If the lens falls backwards and sits behind the iris we call it a posterior luxation. This tends not to cause an acute problem but can allow the gel in the back of the eye (the vitreous) to move through the pupil and block the drainage route. The lens damages the retina and can cause it to detach from the eye wall.
Lens luxation is a painful disease which can cause blindness if not diagnosed and treated quickly and effectively.
These animals usually develop a very painful red and cloudy eye rapidly. This is often misdiagnosed as a conjunctivitis which fails to respond to treatment. The white part of the eye (sclera) becomes red and the clear window at the front of the eye (cornea) becomes cloudy/blue. These dogs show their pain by keeping the eye shut and becoming lethargic and depressed.
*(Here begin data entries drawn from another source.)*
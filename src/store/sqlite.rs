use std::{
    path::{Path, PathBuf},
    sync::{mpsc, Arc, Mutex},
    thread::{self, JoinHandle},
};

use anyhow::{anyhow, Context, Result};
use chrono::Utc;
use log::{error, info};
use rusqlite::{params, Connection, OptionalExtension};
use tokio::sync::{broadcast, oneshot};

use super::migrations::prepare_store;
use super::{CheckpointStore, SUBSCRIBER_BUFFER};

type StoreTask = Box<dyn FnOnce(&mut Connection) + Send + 'static>;

enum StoreCommand {
    Execute(StoreTask),
    Shutdown,
}

struct StoreInner {
    sender: mpsc::Sender<StoreCommand>,
    worker: Mutex<Option<JoinHandle<()>>>,
}

impl Drop for StoreInner {
    fn drop(&mut self) {
        let mut guard = match self.worker.lock() {
            Ok(guard) => guard,
            Err(poisoned) => poisoned.into_inner(),
        };

        if let Some(handle) = guard.take() {
            if let Err(err) = self.sender.send(StoreCommand::Shutdown) {
                error!("Failed to send shutdown to checkpoint store thread: {err}");
            }
            if let Err(join_err) = handle.join() {
                error!("Failed to join checkpoint store thread: {join_err:?}");
            }
        }
    }
}

/// SQLite-backed checkpoint store. One connection lives on a dedicated
/// thread; callers block until their command has run.
#[derive(Clone)]
pub struct SqliteStore {
    inner: Arc<StoreInner>,
    db_path: Arc<PathBuf>,
    updates: broadcast::Sender<String>,
}

impl SqliteStore {
    pub fn open(db_path: PathBuf) -> Result<Self> {
        if let Some(parent) = db_path.parent() {
            std::fs::create_dir_all(parent).with_context(|| {
                format!("failed to create checkpoint directory {}", parent.display())
            })?;
        }

        let (command_tx, command_rx) = mpsc::channel::<StoreCommand>();
        let (ready_tx, ready_rx) = mpsc::channel();
        let path_for_thread = db_path.clone();

        let worker = thread::Builder::new()
            .name("cortexflow-store".into())
            .spawn(move || {
                let mut conn = match Connection::open(&path_for_thread) {
                    Ok(connection) => connection,
                    Err(err) => {
                        let _ = ready_tx.send(Err(anyhow::Error::new(err)
                            .context("failed to open SQLite checkpoint store")));
                        return;
                    }
                };

                if let Err(err) = conn.pragma_update(None, "journal_mode", "WAL") {
                    error!("Failed to enable WAL mode: {err}");
                }

                let init_result =
                    prepare_store(&mut conn).context("failed to prepare checkpoint store");
                if ready_tx.send(init_result).is_err() {
                    error!("Checkpoint store initialization receiver dropped before ready signal");
                    return;
                }

                while let Ok(command) = command_rx.recv() {
                    match command {
                        StoreCommand::Execute(task) => task(&mut conn),
                        StoreCommand::Shutdown => break,
                    }
                }

                info!("Checkpoint store thread shutting down");
            })
            .with_context(|| "failed to spawn checkpoint store worker thread")?;

        ready_rx
            .recv()
            .context("checkpoint store worker exited before signaling readiness")??;

        info!("Checkpoint store opened at {}", db_path.display());

        let (updates, _) = broadcast::channel(SUBSCRIBER_BUFFER);
        Ok(Self {
            inner: Arc::new(StoreInner {
                sender: command_tx,
                worker: Mutex::new(Some(worker)),
            }),
            db_path: Arc::new(db_path),
            updates,
        })
    }

    pub fn path(&self) -> &Path {
        self.db_path.as_path()
    }

    /// Run `task` on the store thread and wait for its result. Must not be
    /// called from inside an async task; use `spawn_blocking`.
    pub fn execute<F, T>(&self, task: F) -> Result<T>
    where
        F: FnOnce(&mut Connection) -> Result<T> + Send + 'static,
        T: Send + 'static,
    {
        let (reply_tx, reply_rx) = oneshot::channel();

        let command = StoreCommand::Execute(Box::new(move |conn| {
            let result = task(conn);
            if reply_tx.send(result).is_err() {
                error!("Checkpoint store caller dropped before receiving result");
            }
        }));

        self.inner
            .sender
            .send(command)
            .map_err(|err| anyhow!("failed to send command to checkpoint store thread: {err}"))?;

        reply_rx
            .blocking_recv()
            .map_err(|_| anyhow!("checkpoint store thread terminated unexpectedly"))?
    }

    fn notify(&self, key: &str) {
        let _ = self.updates.send(key.to_string());
    }
}

impl CheckpointStore for SqliteStore {
    fn get(&self, key: &str) -> Result<Option<Vec<u8>>> {
        let key = key.to_string();
        self.execute(move |conn| {
            conn.query_row(
                "SELECT blob FROM checkpoints WHERE key = ?1",
                params![key],
                |row| row.get::<_, Vec<u8>>(0),
            )
            .optional()
            .with_context(|| format!("failed to read checkpoint '{key}'"))
        })
    }

    fn set(&self, key: &str, blob: &[u8]) -> Result<()> {
        let owned_key = key.to_string();
        let blob = blob.to_vec();
        self.execute(move |conn| {
            conn.execute(
                "INSERT INTO checkpoints (key, blob, updated_at)
                 VALUES (?1, ?2, ?3)
                 ON CONFLICT(key) DO UPDATE SET
                     blob = excluded.blob,
                     updated_at = excluded.updated_at",
                params![owned_key, blob, Utc::now().to_rfc3339()],
            )
            .with_context(|| format!("failed to write checkpoint '{owned_key}'"))?;
            Ok(())
        })?;
        self.notify(key);
        Ok(())
    }

    fn remove(&self, key: &str) -> Result<bool> {
        let owned_key = key.to_string();
        let removed = self.execute(move |conn| {
            let count = conn
                .execute("DELETE FROM checkpoints WHERE key = ?1", params![owned_key])
                .with_context(|| format!("failed to delete checkpoint '{owned_key}'"))?;
            Ok(count > 0)
        })?;
        if removed {
            self.notify(key);
        }
        Ok(removed)
    }

    fn subscribe(&self) -> broadcast::Receiver<String> {
        self.updates.subscribe()
    }
}

#[cfg(test)]
mod tests {
    use super::*;

    fn temp_db() -> PathBuf {
        std::env::temp_dir()
            .join(format!("cortexflow-store-{}", uuid::Uuid::new_v4()))
            .join("checkpoints.db")
    }

    #[test]
    fn round_trips_blobs_and_survives_reopen() {
        let path = temp_db();
        {
            let store = SqliteStore::open(path.clone()).unwrap();
            let mut updates = store.subscribe();
            store.set("session:a:checkpoint", b"first").unwrap();
            store.set("session:a:checkpoint", b"second").unwrap();
            assert_eq!(updates.try_recv().unwrap(), "session:a:checkpoint");
            assert_eq!(
                store.get("session:a:checkpoint").unwrap().as_deref(),
                Some(&b"second"[..])
            );
            assert_eq!(store.get("missing").unwrap(), None);
        }

        let reopened = SqliteStore::open(path.clone()).unwrap();
        assert_eq!(
            reopened.get("session:a:checkpoint").unwrap().as_deref(),
            Some(&b"second"[..])
        );
        assert!(reopened.remove("session:a:checkpoint").unwrap());
        assert!(!reopened.remove("session:a:checkpoint").unwrap());
        drop(reopened);

        if let Some(dir) = path.parent() {
            let _ = std::fs::remove_dir_all(dir);
        }
    }
}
Your vet can see the lens sitting in the front of the iris with their ophthalmoscope. If the lens falls backwards, they can see a gap between the lens and the iris. As the pressure rises however, it becomes more difficult to see inside the eye, and more specialist equipment is needed to make the correct diagnosis. An ophthalmologist can use this equipment to spot the very subtle early signs of lens luxation before the lens falls out of position.
If diagnosed early enough, medical therapy can be used to stop the lens falling through the pupil. Once the lens has dislocated, surgical therapy is required to correct this condition. Under general anaesthesia, the lens can be moved behind the iris, before topical drops are used to close the pupil and keep the lens in place. Alternatively the lens can be surgically removed through a small opening in the cornea, using an operating microscope and microsurgical instruments. If the luxation is not treated early enough, and blindness results because of glaucoma, it is sometimes necessary to remove the eye.
It is important to medically treat the unaffected eye to prevent luxation, as this disease is often bilateral (affects both eyes).